AIM OF THE TASK:
Without omitting anything, copy the data exactly.

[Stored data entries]
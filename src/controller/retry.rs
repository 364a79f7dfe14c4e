//! # Retry Policy
//!
//! Stateless exponential backoff with jitter, shared by every mutating phase
//! of the node refresh state machine.
//!
//! The policy is a plain value: the delay depends only on the attempt number
//! (plus the random jitter draw), and exhaustion depends only on the attempt
//! ceiling. Callers keep the attempt count in the request itself.
//!
//! ## Usage
//!
//! ```rust
//! use node_refresh_controller::controller::retry::RetryPolicy;
//! use std::time::Duration;
//!
//! let policy = RetryPolicy::new(Duration::from_secs(1), Duration::from_secs(60), 5);
//! assert_eq!(policy.next_delay(0), Duration::from_secs(1));
//! assert_eq!(policy.next_delay(3), Duration::from_secs(8));
//! assert_eq!(policy.next_delay(10), Duration::from_secs(60)); // capped
//! assert!(policy.is_exhausted(5));
//! ```

use rand::Rng;
use std::time::Duration;

/// Upper bound of the jitter factor
///
/// With a factor of at most one half, the jittered delay of attempt `n + 1`
/// is never shorter than the jittered delay of attempt `n`.
pub const MAX_JITTER: f64 = 0.5;

/// Exponential backoff calculator with a fixed attempt ceiling
#[derive(Debug, Clone, Copy, PartialEq)]
pub struct RetryPolicy {
    base: Duration,
    max_delay: Duration,
    max_attempts: u32,
    jitter: f64,
}

impl Default for RetryPolicy {
    fn default() -> Self {
        use crate::constants::*;
        Self::new(
            Duration::from_millis(DEFAULT_RETRY_BASE_MS),
            Duration::from_secs(DEFAULT_RETRY_MAX_SECS),
            DEFAULT_RETRY_MAX_ATTEMPTS,
        )
        .with_jitter(DEFAULT_RETRY_JITTER)
    }
}

impl RetryPolicy {
    /// Create a policy without jitter
    ///
    /// # Arguments
    ///
    /// * `base` - Delay returned for attempt 0
    /// * `max_delay` - Cap applied after doubling
    /// * `max_attempts` - Attempt count at which the policy is exhausted
    #[must_use]
    pub fn new(base: Duration, max_delay: Duration, max_attempts: u32) -> Self {
        Self {
            base,
            max_delay: max_delay.max(base),
            max_attempts,
            jitter: 0.0,
        }
    }

    /// Set the jitter factor, clamped to `[0, MAX_JITTER]`
    #[must_use]
    pub fn with_jitter(mut self, jitter: f64) -> Self {
        self.jitter = if jitter.is_finite() {
            jitter.clamp(0.0, MAX_JITTER)
        } else {
            0.0
        };
        self
    }

    #[must_use]
    pub fn max_attempts(&self) -> u32 {
        self.max_attempts
    }

    #[must_use]
    pub fn max_delay(&self) -> Duration {
        self.max_delay
    }

    /// Delay before retry number `attempt`, jittered with the thread RNG
    #[must_use]
    pub fn next_delay(&self, attempt: u32) -> Duration {
        self.next_delay_with(attempt, &mut rand::thread_rng())
    }

    /// Delay before retry number `attempt`, jittered with the given RNG
    pub fn next_delay_with<R: Rng + ?Sized>(&self, attempt: u32, rng: &mut R) -> Duration {
        let ceiling = self.ceiling(attempt);
        if self.jitter <= 0.0 {
            return ceiling;
        }
        let draw: f64 = rng.gen_range(0.0..1.0);
        ceiling.mul_f64(1.0 - self.jitter * draw)
    }

    /// Whether `attempt` has reached the attempt ceiling
    #[must_use]
    pub fn is_exhausted(&self, attempt: u32) -> bool {
        attempt >= self.max_attempts
    }

    /// Un-jittered delay: `min(base * 2^attempt, max_delay)`
    fn ceiling(&self, attempt: u32) -> Duration {
        let factor = 2_u32.checked_pow(attempt).unwrap_or(u32::MAX);
        self.base
            .checked_mul(factor)
            .map_or(self.max_delay, |d| d.min(self.max_delay))
    }
}

#[cfg(test)]
mod tests {
    use super::*;
    use rand::rngs::StdRng;
    use rand::SeedableRng;

    fn policy() -> RetryPolicy {
        RetryPolicy::new(Duration::from_secs(1), Duration::from_secs(30), 4)
    }

    #[test]
    fn test_exponential_sequence_is_capped() {
        let p = policy();
        let delays: Vec<u64> = (0..7).map(|a| p.next_delay(a).as_secs()).collect();
        assert_eq!(delays, vec![1, 2, 4, 8, 16, 30, 30]);
    }

    #[test]
    fn test_large_attempt_does_not_overflow() {
        assert_eq!(policy().next_delay(u32::MAX), Duration::from_secs(30));
    }

    #[test]
    fn test_exhaustion_at_ceiling() {
        let p = policy();
        assert!(!p.is_exhausted(0));
        assert!(!p.is_exhausted(3));
        assert!(p.is_exhausted(4));
        assert!(p.is_exhausted(9));
    }

    #[test]
    fn test_jitter_stays_within_bounds() {
        let p = policy().with_jitter(0.5);
        let mut rng = StdRng::seed_from_u64(7);
        for attempt in 0..6 {
            let ceiling = policy().next_delay(attempt);
            for _ in 0..50 {
                let d = p.next_delay_with(attempt, &mut rng);
                assert!(d <= ceiling);
                assert!(d >= ceiling / 2);
            }
        }
    }

    #[test]
    fn test_jittered_delays_never_decrease() {
        let p = policy().with_jitter(0.5);
        let mut rng = StdRng::seed_from_u64(42);
        for _ in 0..100 {
            let previous = p.next_delay_with(2, &mut rng);
            let next = p.next_delay_with(3, &mut rng);
            // attempt 2 tops out at 4s, attempt 3 bottoms out at 4s
            assert!(previous <= Duration::from_secs(4));
            assert!(next >= Duration::from_secs(4));
        }
    }

    #[test]
    fn test_jitter_is_clamped() {
        let p = policy().with_jitter(3.0);
        assert_eq!(p, policy().with_jitter(MAX_JITTER));
        let p = policy().with_jitter(f64::NAN);
        assert_eq!(p, policy());
    }

    #[test]
    fn test_max_delay_never_below_base() {
        let p = RetryPolicy::new(Duration::from_secs(10), Duration::from_secs(1), 3);
        assert_eq!(p.next_delay(0), Duration::from_secs(10));
        assert_eq!(p.max_delay(), Duration::from_secs(10));
    }
}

WRITTEN SOLUTION:
filename src/controller/retry.rs
repository 364a79f7dfe14c4e
//! # Retry Policy
//!
//! Stateless exponential backoff with jitter, shared by every mutating phase
//! of the node refresh state machine.
//!
//! The policy is a plain value: the delay depends only on the attempt number
//! (plus the random jitter draw), and exhaustion depends only on the attempt
//! ceiling. Callers keep the attempt count in the request itself.
//!
//! ## Usage
//!
//! ```rust
//! use node_refresh_controller::controller::retry::RetryPolicy;
//! use std::time::Duration;
//!
//! let policy = RetryPolicy::new(Duration::from_secs(1), Duration::from_secs(60), 5);
//! assert_eq!(policy.next_delay(0), Duration::from_secs(1));
//! assert_eq!(policy.next_delay(3), Duration::from_secs(8));
//! assert_eq!(policy.next_delay(10), Duration::from_secs(60)); // capped
//! assert!(policy.is_exhausted(5));
//! ```

use rand::Rng;
use std::time::Duration;

/// Upper bound of the jitter factor
///
/// With a factor of at most one half, the jittered delay of attempt `n + 1`
/// is never shorter than the jittered delay of attempt `n`.
pub const MAX_JITTER: f64 = 0.5;

/// Exponential backoff calculator with a fixed attempt ceiling
#[derive(Debug, Clone, Copy, PartialEq)]
pub struct RetryPolicy {
    base: Duration,
    max_delay: Duration,
    max_attempts: u32,
    jitter: f64,
}

impl Default for RetryPolicy {
    fn default() -> Self {
        use crate::constants::*;
        Self::new(
            Duration::from_millis(DEFAULT_RETRY_BASE_MS),
            Duration::from_secs(DEFAULT_RETRY_MAX_SECS),
            DEFAULT_RETRY_MAX_ATTEMPTS,
        )
        .with_jitter(DEFAULT_RETRY_JITTER)
    }
}

impl RetryPolicy {
    /// Create a policy without jitter
    ///
    /// # Arguments
    ///
    /// * `base` - Delay returned for attempt 0
    /// * `max_delay` - Cap applied after doubling
    /// * `max_attempts` - Attempt count at which the policy is exhausted
    #[must_use]
    pub fn new(base: Duration, max_delay: Duration, max_attempts: u32) -> Self {
        Self {
            base,
            max_delay: max_delay.max(base),
            max_attempts,
            jitter: 0.0,
        }
    }

    /// Set the jitter factor, clamped to `[0, MAX_JITTER]`
    #[must_use]
    pub fn with_jitter(mut self, jitter: f64) -> Self {
        self.jitter = if jitter.is_finite() {
            jitter.clamp(0.0, MAX_JITTER)
        } else {
            0.0
        };
        self
    }

    #[must_use]
    pub fn max_attempts(&self) -> u32 {
        self.max_attempts
    }

    #[must_use]
    pub fn max_delay(&self) -> Duration {
        self.max_delay
    }

    /// Delay before retry number `attempt`, jittered with the thread RNG
    #[must_use]
    pub fn next_delay(&self, attempt: u32) -> Duration {
        self.next_delay_with(attempt, &mut rand::thread_rng())
    }

    /// Delay before retry number `attempt`, jittered with the given RNG
    pub fn next_delay_with<R: Rng + ?Sized>(&self, attempt: u32, rng: &mut R) -> Duration {
        let ceiling = self.ceiling(attempt);
        if self.jitter <= 0.0 {
            return ceiling;
        }
        let draw: f64 = rng.gen_range(0.0..1.0);
        ceiling.mul_f64(1.0 - self.jitter * draw)
    }

    /// Whether `attempt` has reached the attempt ceiling
    #[must_use]
    pub fn is_exhausted(&self, attempt: u32) -> bool {
        attempt >= self.max_attempts
    }

    /// Un-jittered delay: `min(base * 2^attempt, max_delay)`
    fn ceiling(&self, attempt: u32) -> Duration {
        let factor = 2_u32.checked_pow(attempt).unwrap_or(u32::MAX);
        self.base
            .checked_mul(factor)
            .map_or(self.max_delay, |d| d.min(self.max_delay))
    }
}

#[cfg(test)]
mod tests {
    use super::*;
    use rand::rngs::StdRng;
    use rand::SeedableRng;

    fn policy() -> RetryPolicy {
        RetryPolicy::new(Duration::from_secs(1), Duration::from_secs(30), 4)
    }

    #[test]
    fn test_exponential_sequence_is_capped() {
        let p = policy();
        let delays: Vec<u64> = (0..7).map(|a| p.next_delay(a).as_secs()).collect();
        assert_eq!(delays, vec![1, 2, 4, 8, 16, 30, 30]);
    }

    #[test]
    fn test_large_attempt_does_not_overflow() {
        assert_eq!(policy().next_delay(u32::MAX), Duration::from_secs(30));
    }

    #[test]
    fn test_exhaustion_at_ceiling() {
        let p = policy();
        assert!(!p.is_exhausted(0));
        assert!(!p.is_exhausted(3));
        assert!(p.is_exhausted(4));
        assert!(p.is_exhausted(9));
    }

    #[test]
    fn test_jitter_stays_within_bounds() {
        let p = policy().with_jitter(0.5);
        let mut rng = StdRng::seed_from_u64(7);
        for attempt in 0..6 {
            let ceiling = policy().next_delay(attempt);
            for _ in 0..50 {
                let d = p.next_delay_with(attempt, &mut rng);
                assert!(d <= ceiling);
                assert!(d >= ceiling / 2);
            }
        }
    }

    #[test]
    fn test_jittered_delays_never_decrease() {
        let p = policy().with_jitter(0.5);
        let mut rng = StdRng::seed_from_u64(42);
        for _ in 0..100 {
            let previous = p.next_delay_with(2, &mut rng);
            let next = p.next_delay_with(3, &mut rng);
            // attempt 2 tops out at 4s, attempt 3 bottoms out at 4s
            assert!(previous <= Duration::from_secs(4));
            assert!(next >= Duration::from_secs(4));
        }
    }

    #[test]
    fn test_jitter_is_clamped() {
        let p = policy().with_jitter(3.0);
        assert_eq!(p, policy().with_jitter(MAX_JITTER));
        let p = policy().with_jitter(f64::NAN);
        assert_eq!(p, policy());
    }

    #[test]
    fn test_max_delay_never_below_base() {
        let p = RetryPolicy::new(Duration::from_secs(10), Duration::from_secs(1), 3);
        assert_eq!(p.next_delay(0), Duration::from_secs(10));
        assert_eq!(p.max_delay(), Duration::from_secs(10));
    }
}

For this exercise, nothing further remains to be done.